Error in sys.excepthook:                                                                                                                                                                                                                                  
Traceback (most recent call last):                                                                                                                                                                                                                        
  File "/Users/danielfalk/testprgm/sandbox/deeplake/versioning_tutorial/venv/lib/python3.10/site-packages/humbug/report.py", line 498, in _hook                                                                                                           
    self.error_report(error=exception_instance, tags=tags, publish=publish)                                                                                                                                                                               
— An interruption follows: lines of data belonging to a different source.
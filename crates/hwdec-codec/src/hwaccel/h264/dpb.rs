//! 解码图像缓冲区 (DPB).
//!
//! 图像保存在带空洞的向量中, 以 [`PictureId`] 下标标识.
//! 每个图像在插入时持有一次锁, 当它既不再被参考也不再等待输出时释放,
//! 锁计数归零后立即调用 [`FrameHandle::free`] 归还帧.

use hwdec_core::{HwdecError, HwdecResult};
use log::{debug, warn};

use super::picture::{DecodedPicture, FrameHandle};

/// DPB 容量上限 (帧)
pub const MAX_DPB_SIZE: usize = 16;

/// DPB 中图像的标识
#[derive(Debug, Clone, Copy, PartialEq, Eq, Hash, PartialOrd, Ord)]
pub struct PictureId(usize);

impl PictureId {
    pub fn index(self) -> usize {
        self.0
    }
}

/// 解码图像缓冲区
#[derive(Debug)]
pub struct Dpb<F: FrameHandle> {
    slots: Vec<Option<DecodedPicture<F>>>,
    /// 输出延迟容量
    size: usize,
    /// 参考帧上限 (来自 SPS)
    num_ref_frames: usize,
    used: usize,
}

impl<F: FrameHandle> Default for Dpb<F> {
    fn default() -> Self {
        Self::new(MAX_DPB_SIZE)
    }
}

impl<F: FrameHandle> Dpb<F> {
    /// 创建容量为 `size` 的 DPB (限制在 1..=16)
    pub fn new(size: usize) -> Self {
        Self {
            slots: Vec::new(),
            size: size.clamp(1, MAX_DPB_SIZE),
            num_ref_frames: 1,
            used: 0,
        }
    }

    pub fn size(&self) -> usize {
        self.size
    }

    pub fn set_size(&mut self, size: usize) {
        self.size = size.clamp(1, MAX_DPB_SIZE);
    }

    /// 当前占用的图像数
    pub fn used(&self) -> usize {
        self.used
    }

    pub fn is_empty(&self) -> bool {
        self.used == 0
    }

    pub fn num_ref_frames(&self) -> usize {
        self.num_ref_frames
    }

    pub fn picture(&self, id: PictureId) -> Option<&DecodedPicture<F>> {
        self.slots.get(id.0)?.as_ref()
    }

    pub fn picture_mut(&mut self, id: PictureId) -> Option<&mut DecodedPicture<F>> {
        self.slots.get_mut(id.0)?.as_mut()
    }

    pub fn iter(&self) -> impl Iterator<Item = (PictureId, &DecodedPicture<F>)> {
        self.slots
            .iter()
            .enumerate()
            .filter_map(|(index, slot)| slot.as_ref().map(|pic| (PictureId(index), pic)))
    }

    pub fn iter_mut(&mut self) -> impl Iterator<Item = (PictureId, &mut DecodedPicture<F>)> {
        self.slots
            .iter_mut()
            .enumerate()
            .filter_map(|(index, slot)| slot.as_mut().map(|pic| (PictureId(index), pic)))
    }

    /// 被参考的图像数 (短期与长期)
    pub fn reference_count(&self) -> usize {
        self.iter().filter(|(_, pic)| pic.is_reference()).count()
    }

    /// 插入图像并执行滑动窗口
    ///
    /// `pic` 应已持有一次锁. 参考图像超过 `num_ref_frames` 时, 按 FrameNumWrap
    /// 从小到大清除短期参考 (不包括刚插入的图像); 被清除且已输出的图像立即释放,
    /// 仍在等待输出的图像在 [`Dpb::set_output_picture`] 时释放.
    pub fn add_picture(
        &mut self,
        pic: DecodedPicture<F>,
        num_ref_frames: u32,
    ) -> HwdecResult<PictureId> {
        self.num_ref_frames = (num_ref_frames as usize).max(1);

        let index = match self.slots.iter().position(Option::is_none) {
            Some(index) => {
                self.slots[index] = Some(pic);
                index
            }
            None => {
                if let Err(err) = self.slots.try_reserve(1) {
                    pic.frame.free();
                    return Err(err.into());
                }
                self.slots.push(Some(pic));
                self.slots.len() - 1
            }
        };
        self.used += 1;

        let id = PictureId(index);
        self.slide_window(id);
        self.release_if_unused(id);
        Ok(id)
    }

    fn slide_window(&mut self, current: PictureId) {
        while self.reference_count() > self.num_ref_frames {
            let oldest = self
                .iter()
                .filter(|(id, pic)| *id != current && pic.is_short_term_reference())
                .min_by_key(|(_, pic)| pic.frame_num_wrap)
                .map(|(id, _)| id);
            let Some(oldest) = oldest else {
                warn!(
                    "H264: 参考帧超出上限但没有可移除的短期参考, refs={}, num_ref_frames={}",
                    self.reference_count(),
                    self.num_ref_frames
                );
                break;
            };
            if let Some(pic) = self.picture_mut(oldest) {
                debug!(
                    "H264: 滑动窗口移除参考, frame_num={}, frame_num_wrap={}",
                    pic.frame_num(),
                    pic.frame_num_wrap
                );
                pic.mark_unused_for_reference();
            }
            self.release_if_unused(oldest);
        }
    }

    /// 按 PicNum 查找短期参考
    pub fn get_picture(&self, pic_num: i32) -> Option<PictureId> {
        self.find_short_term(pic_num).map(|(id, _)| id)
    }

    /// 按 LongTermPicNum 查找长期参考
    pub fn get_picture_by_ltpn(&self, long_term_pic_num: i32) -> Option<PictureId> {
        self.find_long_term(long_term_pic_num).map(|(id, _)| id)
    }

    /// 按 LongTermFrameIdx 查找长期参考
    pub fn get_picture_by_ltidx(&self, long_term_frame_idx: u32) -> Option<PictureId> {
        self.iter()
            .find(|(_, pic)| {
                pic.is_long_term_reference() && pic.long_term_frame_idx == long_term_frame_idx
            })
            .map(|(id, _)| id)
    }

    /// 匹配的图像与命中的奇偶性
    fn find_short_term(&self, pic_num: i32) -> Option<(PictureId, [bool; 2])> {
        self.iter().find_map(|(id, pic)| {
            if !pic.is_short_term_reference() {
                return None;
            }
            let hit = [0, 1].map(|p| pic.parity_is_reference(p) && pic.pic_num[p] == pic_num);
            (hit[0] || hit[1]).then_some((id, hit))
        })
    }

    fn find_long_term(&self, long_term_pic_num: i32) -> Option<(PictureId, [bool; 2])> {
        self.iter().find_map(|(id, pic)| {
            if !pic.is_long_term_reference() {
                return None;
            }
            let hit = [0, 1].map(|p| {
                pic.parity_is_reference(p) && pic.long_term_pic_num[p] == long_term_pic_num
            });
            (hit[0] || hit[1]).then_some((id, hit))
        })
    }

    /// MMCO 1: 按 PicNum 清除短期参考
    pub fn set_unused_ref_picture(&mut self, pic_num: i32) -> HwdecResult<()> {
        let (id, hit) = self.find_short_term(pic_num).ok_or_else(|| {
            HwdecError::ReferenceInconsistency(format!("H264: 未找到短期参考, pic_num={pic_num}"))
        })?;
        self.clear_reference(id, hit);
        Ok(())
    }

    /// MMCO 2: 按 LongTermPicNum 清除长期参考
    pub fn set_unused_ref_picture_byltpn(&mut self, long_term_pic_num: i32) -> HwdecResult<()> {
        let (id, hit) = self.find_long_term(long_term_pic_num).ok_or_else(|| {
            HwdecError::ReferenceInconsistency(format!(
                "H264: 未找到长期参考, long_term_pic_num={long_term_pic_num}"
            ))
        })?;
        self.clear_reference(id, hit);
        Ok(())
    }

    /// 按 LongTermFrameIdx 清除长期参考
    pub fn set_unused_ref_picture_bylidx(&mut self, long_term_frame_idx: u32) -> HwdecResult<()> {
        let id = self.get_picture_by_ltidx(long_term_frame_idx).ok_or_else(|| {
            HwdecError::ReferenceInconsistency(format!(
                "H264: 未找到长期参考, long_term_frame_idx={long_term_frame_idx}"
            ))
        })?;
        self.clear_reference(id, [true, true]);
        Ok(())
    }

    /// MMCO 4: 清除 LongTermFrameIdx 不小于 `max_long_term_frame_idx_plus1` 的长期参考
    ///
    /// 返回被清除的图像数.
    pub fn set_unused_ref_picture_lidx_gt(&mut self, max_long_term_frame_idx_plus1: u32) -> usize {
        let targets: Vec<PictureId> = self
            .iter()
            .filter(|(_, pic)| {
                pic.is_long_term_reference()
                    && pic.long_term_frame_idx >= max_long_term_frame_idx_plus1
            })
            .map(|(id, _)| id)
            .collect();
        for &id in &targets {
            self.clear_reference(id, [true, true]);
        }
        targets.len()
    }

    /// 将图像标记为长期参考, 已占用同一 LongTermFrameIdx 的其他图像被清除
    pub fn mark_long_term(&mut self, id: PictureId, long_term_frame_idx: u32) -> HwdecResult<()> {
        if self.picture(id).is_none() {
            return Err(HwdecError::InvalidArgument(format!(
                "H264: 图像不在 DPB 中, id={}",
                id.0
            )));
        }
        let occupied = self
            .get_picture_by_ltidx(long_term_frame_idx)
            .filter(|&other| other != id);
        if let Some(other) = occupied {
            self.clear_reference(other, [true, true]);
        }
        if let Some(pic) = self.picture_mut(id) {
            pic.mark_long_term(long_term_frame_idx);
        }
        Ok(())
    }

    fn clear_reference(&mut self, id: PictureId, parities: [bool; 2]) {
        let Some(pic) = self.picture_mut(id) else {
            return;
        };
        if parities[0] {
            pic.top_is_reference = false;
        }
        if parities[1] {
            pic.bottom_is_reference = false;
        }
        if !pic.is_reference() {
            pic.mark_unused_for_reference();
        }
        self.release_if_unused(id);
    }

    /// 下一个应输出的图像
    ///
    /// 在等待输出的图像中选择 (顶场 POC, 底场 POC) 最小者; POC 已复位 (≤ 0)
    /// 的 IDR 图像优先于其他图像. 未设置 `do_flush` 时, 只有 DPB 占满才返回.
    pub fn get_next_out_picture(&self, do_flush: bool) -> Option<PictureId> {
        if !do_flush && self.used < self.size {
            return None;
        }
        self.iter()
            .filter(|(_, pic)| pic.delayed_output)
            .min_by_key(|(_, pic)| {
                let [top, bottom] = pic.field_order_cnt();
                let fresh_idr = pic.is_idr() && pic.poc() <= 0;
                (!fresh_idr, top, bottom)
            })
            .map(|(id, _)| id)
    }

    /// 图像已交给输出管线
    pub fn set_output_picture(&mut self, id: PictureId) -> HwdecResult<()> {
        let pic = self.picture_mut(id).ok_or_else(|| {
            HwdecError::InvalidArgument(format!("H264: 图像不在 DPB 中, id={}", id.0))
        })?;
        pic.delayed_output = false;
        self.release_if_unused(id);
        Ok(())
    }

    /// 放弃全部等待输出的图像 (no_output_of_prior_pics_flag)
    pub fn discard_pending_output(&mut self) {
        let pending: Vec<PictureId> = self
            .iter()
            .filter(|(_, pic)| pic.delayed_output)
            .map(|(id, _)| id)
            .collect();
        for id in pending {
            if let Some(pic) = self.picture_mut(id) {
                pic.delayed_output = false;
            }
            self.release_if_unused(id);
        }
    }

    /// 无条件移除并释放图像
    pub fn remove_picture(&mut self, id: PictureId) -> HwdecResult<()> {
        let pic = self
            .slots
            .get_mut(id.0)
            .and_then(Option::take)
            .ok_or_else(|| {
                HwdecError::InvalidArgument(format!("H264: 图像不在 DPB 中, id={}", id.0))
            })?;
        self.used -= 1;
        pic.frame.free();
        Ok(())
    }

    /// 清除全部参考标记, 等待输出的图像保留
    pub fn flush(&mut self) {
        let ids: Vec<PictureId> = self.iter().map(|(id, _)| id).collect();
        for id in ids {
            if let Some(pic) = self.picture_mut(id) {
                pic.mark_unused_for_reference();
            }
            self.release_if_unused(id);
        }
    }

    /// 释放全部图像
    pub fn free_all(&mut self) {
        for pic in self.slots.drain(..).flatten() {
            pic.frame.free();
        }
        self.used = 0;
    }

    fn release_if_unused(&mut self, id: PictureId) {
        let unused = self
            .picture(id)
            .is_some_and(|pic| !pic.is_reference() && !pic.delayed_output);
        if unused {
            self.unlock(id);
        }
    }

    fn unlock(&mut self, id: PictureId) {
        let Some(slot) = self.slots.get_mut(id.0) else {
            return;
        };
        let Some(pic) = slot.as_mut() else {
            return;
        };
        pic.lock_counter = pic.lock_counter.saturating_sub(1);
        if pic.lock_counter > 0 {
            return;
        }
        if let Some(pic) = slot.take() {
            self.used -= 1;
            pic.frame.free();
        }
    }
}

impl<F: FrameHandle> Drop for Dpb<F> {
    fn drop(&mut self) {
        self.free_all();
    }
}
//! 参考图像标记.
//!
//! - 8.2.4.1: FrameNumWrap / PicNum / LongTermPicNum 推导
//! - 8.2.5: IDR 标记与自适应标记 (MMCO 1-6)
//!
//! 滑动窗口由 [`Dpb::add_picture`] 在插入新图像时执行.

use log::{debug, warn};

use crate::parsers::h264::{DecRefPicMarking, MemoryManagementOp, SliceHeader};

use super::dpb::{Dpb, PictureId};
use super::picture::{FrameHandle, PictureStructure};

/// 以当前图像为基准更新 DPB 中全部参考图像的图像编号
pub fn update_pic_nums<F: FrameHandle>(
    dpb: &mut Dpb<F>,
    structure: PictureStructure,
    frame_num: u32,
    max_frame_num: u32,
) {
    for (_, pic) in dpb.iter_mut() {
        if !pic.is_reference() {
            continue;
        }
        let ref_frame_num = pic.frame_num() as i32;
        pic.frame_num_wrap = if pic.frame_num() > frame_num {
            ref_frame_num - max_frame_num as i32
        } else {
            ref_frame_num
        };

        let wrap = pic.frame_num_wrap;
        let long_term_idx = pic.long_term_frame_idx as i32;
        match structure.parity() {
            None => {
                pic.pic_num = [wrap; 2];
                pic.long_term_pic_num = [long_term_idx; 2];
            }
            Some(current) => {
                for parity in 0..2 {
                    let same_parity = i32::from(parity == current);
                    pic.pic_num[parity] = 2 * wrap + same_parity;
                    pic.long_term_pic_num[parity] = 2 * long_term_idx + same_parity;
                }
            }
        }
    }
}

/// 标记过程对当前图像的要求
#[derive(Debug, Clone, Copy, Default, PartialEq, Eq)]
pub struct MarkingOutcome {
    /// 当前图像应标记为长期参考时的 LongTermFrameIdx
    pub current_long_term_frame_idx: Option<u32>,
    /// 执行了 MMCO 5
    pub mmco5: bool,
}

/// 参考图像标记状态
#[derive(Debug, Clone, Default, PartialEq, Eq)]
pub struct RefPicMarker {
    /// MaxLongTermFrameIdx, `None` 表示 "无长期帧索引"
    max_long_term_frame_idx: Option<u32>,
}

impl RefPicMarker {
    pub fn new() -> Self {
        Self::default()
    }

    pub fn reset(&mut self) {
        self.max_long_term_frame_idx = None;
    }

    pub fn max_long_term_frame_idx(&self) -> Option<u32> {
        self.max_long_term_frame_idx
    }

    /// 对参考图像执行标记过程
    ///
    /// 调用前需要先 [`update_pic_nums`]. `first_field` 为当前图像是第二个场时,
    /// 已在 DPB 中的第一个场所属的图像.
    pub fn execute_ref_pic_marking<F: FrameHandle>(
        &mut self,
        dpb: &mut Dpb<F>,
        slice: &SliceHeader,
        structure: PictureStructure,
        first_field: Option<PictureId>,
    ) -> MarkingOutcome {
        let mut outcome = MarkingOutcome::default();
        match &slice.dec_ref_pic_marking {
            None | Some(DecRefPicMarking::SlidingWindow) => {}
            Some(DecRefPicMarking::Idr {
                long_term_reference_flag,
                ..
            }) => {
                if first_field.is_none() {
                    dpb.flush();
                }
                if *long_term_reference_flag {
                    self.max_long_term_frame_idx = Some(0);
                    outcome.current_long_term_frame_idx = Some(0);
                } else {
                    self.max_long_term_frame_idx = None;
                }
            }
            Some(DecRefPicMarking::Adaptive(ops)) => {
                let curr_pic_num = match structure {
                    PictureStructure::Frame => slice.frame_num as i32,
                    _ => 2 * slice.frame_num as i32 + 1,
                };
                for op in ops {
                    self.apply(dpb, *op, curr_pic_num, first_field, &mut outcome);
                }
            }
        }
        outcome
    }

    fn apply<F: FrameHandle>(
        &mut self,
        dpb: &mut Dpb<F>,
        op: MemoryManagementOp,
        curr_pic_num: i32,
        first_field: Option<PictureId>,
        outcome: &mut MarkingOutcome,
    ) {
        debug!("H264: 执行 MMCO {op:?}, curr_pic_num={curr_pic_num}");
        match op {
            MemoryManagementOp::UnmarkShortTerm {
                difference_of_pic_nums_minus1,
            } => {
                let pic_num = curr_pic_num - (difference_of_pic_nums_minus1 as i32 + 1);
                if let Err(err) = dpb.set_unused_ref_picture(pic_num) {
                    warn!("H264: MMCO 1 失败, {err}");
                }
            }
            MemoryManagementOp::UnmarkLongTerm { long_term_pic_num } => {
                if let Err(err) = dpb.set_unused_ref_picture_byltpn(long_term_pic_num as i32) {
                    warn!("H264: MMCO 2 失败, {err}");
                }
            }
            MemoryManagementOp::ShortTermToLongTerm {
                difference_of_pic_nums_minus1,
                long_term_frame_idx,
            } => {
                let pic_num = curr_pic_num - (difference_of_pic_nums_minus1 as i32 + 1);
                let Some(id) = dpb.get_picture(pic_num) else {
                    warn!("H264: MMCO 3 未找到短期参考, pic_num={pic_num}");
                    return;
                };
                if let Err(err) = dpb.mark_long_term(id, long_term_frame_idx) {
                    warn!("H264: MMCO 3 失败, {err}");
                }
            }
            MemoryManagementOp::TrimLongTerm {
                max_long_term_frame_idx_plus1,
            } => {
                let removed = dpb.set_unused_ref_picture_lidx_gt(max_long_term_frame_idx_plus1);
                self.max_long_term_frame_idx = max_long_term_frame_idx_plus1.checked_sub(1);
                debug!(
                    "H264: MaxLongTermFrameIdx={:?}, 清除长期参考 {} 个",
                    self.max_long_term_frame_idx, removed
                );
            }
            MemoryManagementOp::UnmarkAll => {
                dpb.flush();
                self.max_long_term_frame_idx = None;
                outcome.mmco5 = true;
            }
            MemoryManagementOp::MarkCurrentLongTerm {
                long_term_frame_idx,
            } => {
                let occupied = dpb
                    .get_picture_by_ltidx(long_term_frame_idx)
                    .filter(|&other| Some(other) != first_field);
                if occupied.is_some() {
                    if let Err(err) = dpb.set_unused_ref_picture_bylidx(long_term_frame_idx) {
                        warn!("H264: MMCO 6 失败, {err}");
                    }
                }
                outcome.current_long_term_frame_idx = Some(long_term_frame_idx);
            }
        }
    }
}
impl TimingInfo {
    /// 帧率 (time_scale / (2 * num_units_in_tick))
    pub fn frame_rate(&self) -> Option<f64> {
        (self.num_units_in_tick > 0)
            .then(|| f64::from(self.time_scale) / (2.0 * f64::from(self.num_units_in_tick)))
    }
}

/// 码流限制信息
#[derive(Debug, Clone, Copy, PartialEq, Eq)]
pub struct BitstreamRestriction {
    pub motion_vectors_over_pic_boundaries_flag: bool,
    pub max_bytes_per_pic_denom: u32,
    pub max_bits_per_mb_denom: u32,
    pub log2_max_mv_length_horizontal: u32,
    pub log2_max_mv_length_vertical: u32,
    pub max_num_reorder_frames: u32,
    pub max_dec_frame_buffering: u32,
}

/// 颜色描述
#[derive(Debug, Clone, Copy, PartialEq, Eq)]
pub struct ColourDescription {
    pub colour_primaries: u8,
    pub transfer_characteristics: u8,
    pub matrix_coefficients: u8,
}

/// VUI 参数 (附录 E)
#[derive(Debug, Clone, Default, PartialEq, Eq)]
pub struct Vui {
    pub aspect_ratio_idc: u8,
    /// 像素宽高比, 未指定时为 (0, 1)
    pub sar: (u32, u32),
    pub overscan_appropriate: Option<bool>,
    pub video_format: Option<u8>,
    pub video_full_range_flag: bool,
    pub colour_description: Option<ColourDescription>,
    /// (top, bottom)
    pub chroma_sample_loc: Option<(u32, u32)>,
    pub timing: Option<TimingInfo>,
    pub nal_hrd: Option<HrdParameters>,
    pub vcl_hrd: Option<HrdParameters>,
    pub low_delay_hrd_flag: bool,
    pub pic_struct_present_flag: bool,
    pub bitstream_restriction: Option<BitstreamRestriction>,
}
  File "/Users/danielfalk/testprgm/sandbox/deeplake/versioning_tutorial/venv/lib/python3.10/site-packages/humbug/report.py", line 244, in error_report                                                                                                    
    traceback.format_exception(                                                                                                                                                                                                                           
TypeError: format_exception() got an unexpected keyword argument 'etype'                                                                                                                                                                                  
                                                                                                                                                                                                                                                          
Original exception was:                                                                                                                                                                                                                                   
Traceback (most recent call last):                                                                                                                                                                                                                        
  File "/Users/danielfalk/testprgm/sandbox/deeplake/versioning_tutorial/diff_commits.py", line 84, in <module>                                                                                                                                            
    diff_commits()                                                                                                                                                                                                                                        
  File "/Users/danielfalk/testprgm/sandbox/deeplake/versioning_tutorial/venv/lib/python3.10/site-packages/click/core.py", line 1130, in __call__                                                                                                          
    return self.main(*args, **kwargs)                                                                                                                                                                                                                     
  File "/Users/danielfalk/testprgm/sandbox/deeplake/versioning_tutorial/venv/lib/python3.10/site-packages/click/core.py", line 1055, in main                                                                                                              
    rv = self.invoke(ctx)                                                                                                                                                                                                                                 
  File "/Users/danielfalk/testprgm/sandbox/deeplake/versioning_tutorial/venv/lib/python3.10/site-packages/click/core.py", line 1404, in invoke                                                                                                            
    return ctx.invoke(self.callback, **ctx.params)                                                                                                                                                                                                        
  File "/Users/danielfalk/testprgm/sandbox/deeplake/versioning_tutorial/venv/lib/python3.10/site-packages/click/core.py", line 760, in invoke                                                                                                             
    return __callback(*args, **kwargs)                                                                                                                                                                                                                    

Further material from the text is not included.